It would be hard to name another rock legend whose star rose as dramatically and whose luster has faded as abruptly as Bruce Springsteen's has. But after spending time with Springsteen's newly released "Greatest Hits" (Columbia 67060, arriving in stores today), it seems just as hard to justify that fall from favor.
By rights, this new album ought to be heralded as a major music event. Not only does it collect some of the greatest work of a major rock star, but its four "new" tracks -- a previously unreleased tune from the "Born in the U.S.A." session, plus three newly recorded numbers with the reunited E Street Band -- ought to have the rock world abuzz with anticipation. Instead, the album is being treated as just another piece of old-star product.
That Springsteen is seen as being past his prime is hard to dispute. Once lionized as "rock 'n' roll's future," Springsteen now comes across like the celebrity kin of the small-town washouts he sang about in "Glory Days."
Despite the fact that last year's "Streets of Philadelphia" was one of the biggest hits of his career, Springsteen's music no longer carries much clout. His place as rock's premier songwriter has since been assumed by Tom Petty, while his role as its leading populist has since been claimed by Pearl Jam. Even his status as America's Official Jersey Guy has somehow been usurped by Jon Bon Jovi.
It's tempting to blame the unrelent- ing gloom of his later work for this, but as "Greatest Hits" makes plain, this isn't simply a case of social realism turning a good-times Charlie into bad-breaks balladeer. To begin with, Springsteen's darkest songs are often among his catchiest. Judged from its lyric sheet, "The River" is downbeat to the point of seeming suicidal, yet there's something so resonant and resolute about the song's hymn-like refrain that it's hard to listen without feeling uplifted; likewise, neither its muttered melody nor its down-at-heels narrative quite keep "Streets of Philadelphia" from seeming triumphant, somehow.

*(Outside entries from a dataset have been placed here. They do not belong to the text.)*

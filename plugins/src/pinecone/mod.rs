//! Pinecone-compatible vector index client.

mod client;

pub use client::{resolve_host, PineconeIndex};
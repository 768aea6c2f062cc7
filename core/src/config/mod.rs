mod load;
mod secrets;
mod types;

pub use load::{apply_env_overrides, get_data_dir, load_default, load_from_path};
pub use secrets::Secrets;
pub use types::{
    AppConfig, LoggingConfig, RelationalConfig, SyncSettings, VectorConfig, WarehouseConfig,
};
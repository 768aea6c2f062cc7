#![allow(dead_code)]

use std::collections::{HashMap, HashSet};
use std::sync::{Arc, Mutex};

use async_trait::async_trait;
use serde_json::json;
use uvsync_core::api::{
    InteractionRow, PairIndexLoader, RelationalRow, RelationalSink, RowSource, SyncContext,
    SyncTargets, UserRows, Vector, VectorFetcher, VectorRecord, VectorSink, WarehouseRow,
    WarehouseSink,
};

pub struct StaticRowSource(pub Vec<UserRows>);

#[async_trait]
impl RowSource for StaticRowSource {
    async fn load_users(&self) -> anyhow::Result<Vec<UserRows>> {
        Ok(self.0.clone())
    }
}

/// Serves vectors from a map; any request containing `"boom"` fails.
#[derive(Default)]
pub struct MapFetcher {
    pub vectors: HashMap<String, Vector>,
    pub requests: Mutex<Vec<Vec<String>>>,
}

impl MapFetcher {
    pub fn with_points(ids: &[&str]) -> Self {
        let vectors = ids
            .iter()
            .map(|id| {
                let meta = serde_json::from_value(json!({"brand": "acme", "created_at": 1714557600})).unwrap();
                (id.to_string(), Vector::new(*id, vec![0.1, 0.2, 0.3]).with_metadata(meta))
            })
            .collect();
        Self {
            vectors,
            requests: Mutex::new(Vec::new()),
        }
    }
}

#[async_trait]
impl VectorFetcher for MapFetcher {
    async fn fetch(&self, point_ids: &[String]) -> anyhow::Result<Vec<Vector>> {
        self.requests.lock().unwrap().push(point_ids.to_vec());
        if point_ids.iter().any(|id| id == "boom") {
            anyhow::bail!("fetch exploded");
        }
        let wanted: HashSet<&String> = point_ids.iter().collect();
        // HashMap order: deliberately unrelated to request order.
        Ok(self
            .vectors
            .iter()
            .filter(|(id, _)| wanted.contains(id))
            .map(|(_, v)| v.clone())
            .collect())
    }
}

pub struct RecordingVectorSink {
    pub succeed: bool,
    pub calls: Mutex<Vec<(String, Vec<VectorRecord>)>>,
}

impl RecordingVectorSink {
    pub fn new(succeed: bool) -> Self {
        Self {
            succeed,
            calls: Mutex::new(Vec::new()),
        }
    }

    pub fn call_count(&self) -> usize {
        self.calls.lock().unwrap().len()
    }
}

#[async_trait]
impl VectorSink for RecordingVectorSink {
    async fn upsert(&self, records: &[VectorRecord], namespace: &str) -> bool {
        self.calls
            .lock()
            .unwrap()
            .push((namespace.to_string(), records.to_vec()));
        self.succeed && !records.is_empty()
    }
}

pub struct RecordingWarehouseSink {
    pub succeed: bool,
    pub calls: Mutex<Vec<(String, String, Vec<WarehouseRow>)>>,
}

impl RecordingWarehouseSink {
    pub fn new(succeed: bool) -> Self {
        Self {
            succeed,
            calls: Mutex::new(Vec::new()),
        }
    }

    pub fn call_count(&self) -> usize {
        self.calls.lock().unwrap().len()
    }
}

#[async_trait]
impl WarehouseSink for RecordingWarehouseSink {
    async fn insert(&self, dataset_id: &str, table_id: &str, rows: &[WarehouseRow]) -> bool {
        self.calls.lock().unwrap().push((
            dataset_id.to_string(),
            table_id.to_string(),
            rows.to_vec(),
        ));
        self.succeed
    }
}

/// Persists everything unless `persisted` caps the count.
#[derive(Default)]
pub struct RecordingRelationalSink {
    pub persisted: Option<usize>,
    pub calls: Mutex<Vec<(String, Vec<RelationalRow>)>>,
}

impl RecordingRelationalSink {
    pub fn call_count(&self) -> usize {
        self.calls.lock().unwrap().len()
    }
}

#[async_trait]
impl RelationalSink for RecordingRelationalSink {
    async fn upsert(&self, table_id: &str, rows: &[RelationalRow]) -> usize {
        self.calls
            .lock()
            .unwrap()
            .push((table_id.to_string(), rows.to_vec()));
        self.persisted.unwrap_or(rows.len()).min(rows.len())
    }
}

#[derive(Default)]
pub struct StaticPairLoader {
    pub pairs: HashSet<(String, String)>,
    pub fail: bool,
}

#[async_trait]
impl PairIndexLoader for StaticPairLoader {
    async fn load(&self) -> anyhow::Result<HashSet<(String, String)>> {
        if self.fail {
            anyhow::bail!("relational store unreachable");
        }
        Ok(self.pairs.clone())
    }
}

pub struct Harness {
    pub fetcher: Arc<MapFetcher>,
    pub vector_sink: Arc<RecordingVectorSink>,
    pub warehouse_sink: Arc<RecordingWarehouseSink>,
    pub relational_sink: Arc<RecordingRelationalSink>,
    pub ctx: SyncContext,
}

impl Harness {
    pub fn new(
        users: Vec<UserRows>,
        fetcher: MapFetcher,
        vector_ok: bool,
        warehouse_ok: bool,
        pair_loader: StaticPairLoader,
    ) -> Self {
        let fetcher = Arc::new(fetcher);
        let vector_sink = Arc::new(RecordingVectorSink::new(vector_ok));
        let warehouse_sink = Arc::new(RecordingWarehouseSink::new(warehouse_ok));
        let relational_sink = Arc::new(RecordingRelationalSink::default());
        let ctx = SyncContext {
            row_source: Arc::new(StaticRowSource(users)),
            fetcher: fetcher.clone(),
            vector_sink: vector_sink.clone(),
            warehouse_sink: warehouse_sink.clone(),
            relational_sink: relational_sink.clone(),
            pair_loader: Arc::new(pair_loader),
            targets: SyncTargets::default(),
        };
        Self {
            fetcher,
            vector_sink,
            warehouse_sink,
            relational_sink,
            ctx,
        }
    }
}

pub fn user(user_id: &str, rows: &[(&str, &str)]) -> UserRows {
    UserRows {
        user_id: user_id.to_string(),
        rows: rows
            .iter()
            .map(|(item, point)| InteractionRow::new(user_id, *item, *point))
            .collect(),
    }
}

But the strange truth is that his work has actually gotten cheerier over time. Compared to the anger and longing of "Born to Run," "Badlands" and "Born in the U.S.A.," songs like "Human Touch" and "Better Days" sound almost like affirmation anthems. Even Springsteen's liner notes admit that the latter song reflects a time when he was "feeling like a happy guy."
So why isn't that happiness more contagious?
First, it's worth noting that Springsteen has never really understood the power of melody. One of the more telling details in his liner notes concerns the song "Hungry Heart," which he explains was originally written for the Ramones, and would have been given away had Springsteen's manager not intervened. It's a funny story, but it also goes a long way toward explaining how Springsteen overlooked some of his own best writing -- "Fire" and "Because the Night" were big hits for other singers, remember, so don't appear here -- and thus ceded some of his pop prominence to cannier tunesmiths like Petty.
That only explains part of his problem, though; the rest has to do with the way the times have changed around Springsteen. Look back at those early rave reviews and what you'll see the critics lauding is Springsteen's passionate intensity -- a faith in rock and roll that burned white-hot beneath the music. That's what kept the melodrama of "Born to Run" and "Thunder Road" from turning into bathos, and what made the working-class struggle of "The River" and "My Hometown" seem so compelling.
But these are cooler times, and in this age of managed depression and self-referential irony, Springsteen's emotional heat seems corny and out of place. That anyone would believe so passionately in the music evokes little more than a sneer from the hepcats who have come to dominate current critical thinking; as they see it, Kurt Cobain proved that nobody's life gets saved by rock and roll anymore.
Maybe so. But if you're not moved by the hot-rod poesy of "Born to Run," the self-deprecating fun of "Glory Days," or the murmured romance of the new "Secret Garden," that's not Springsteen's loss -- it's yours. So if you'd rather continue being cool and ignore these songs, don't worry.
They'll still be here when you decide to warm up.